## TASK DIRECTIONS
What is needed is an exact copy of the data that follows.

Saved entries
//! Typed metrics extracted from instance telemetry.
//!
//! - `path`: dotted metric paths and their kinds
//! - `value`: the typed value family, one variant per kind
//! - `history`: bounded per-metric sample history with a running max
//! - `histogram`: bounded approximate distribution for GC statistics
//! - `gc`: pause/interval reconstruction from runtime circular buffers

pub mod format;
pub mod gc;
pub mod histogram;
pub mod history;
pub mod path;
pub mod sample;
pub mod value;

pub use gc::{GcIntervals, GcPauses, GC_BUFFER_SLOTS};
pub use histogram::{Bin, DistributionHistogram, DEFAULT_BINS};
pub use history::{HistoryBuffer, DEFAULT_CAPACITY};
pub use path::{parse_paths, Kind, MetricPath, GC_INTERVALS_PATH, GC_PAUSES_PATH};
pub use sample::{trimmed_average, Sample};
pub use value::{MetricValue, NOT_AVAILABLE};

## WRITTEN ANSWER
//! Typed metrics extracted from instance telemetry.
//!
//! - `path`: dotted metric paths and their kinds
//! - `value`: the typed value family, one variant per kind
//! - `history`: bounded per-metric sample history with a running max
//! - `histogram`: bounded approximate distribution for GC statistics
//! - `gc`: pause/interval reconstruction from runtime circular buffers

pub mod format;
pub mod gc;
pub mod histogram;
pub mod history;
pub mod path;
pub mod sample;
pub mod value;

pub use gc::{GcIntervals, GcPauses, GC_BUFFER_SLOTS};
pub use histogram::{Bin, DistributionHistogram, DEFAULT_BINS};
pub use history::{HistoryBuffer, DEFAULT_CAPACITY};
pub use path::{parse_paths, Kind, MetricPath, GC_INTERVALS_PATH, GC_PAUSES_PATH};
pub use sample::{trimmed_average, Sample};
pub use value::{MetricValue, NOT_AVAILABLE};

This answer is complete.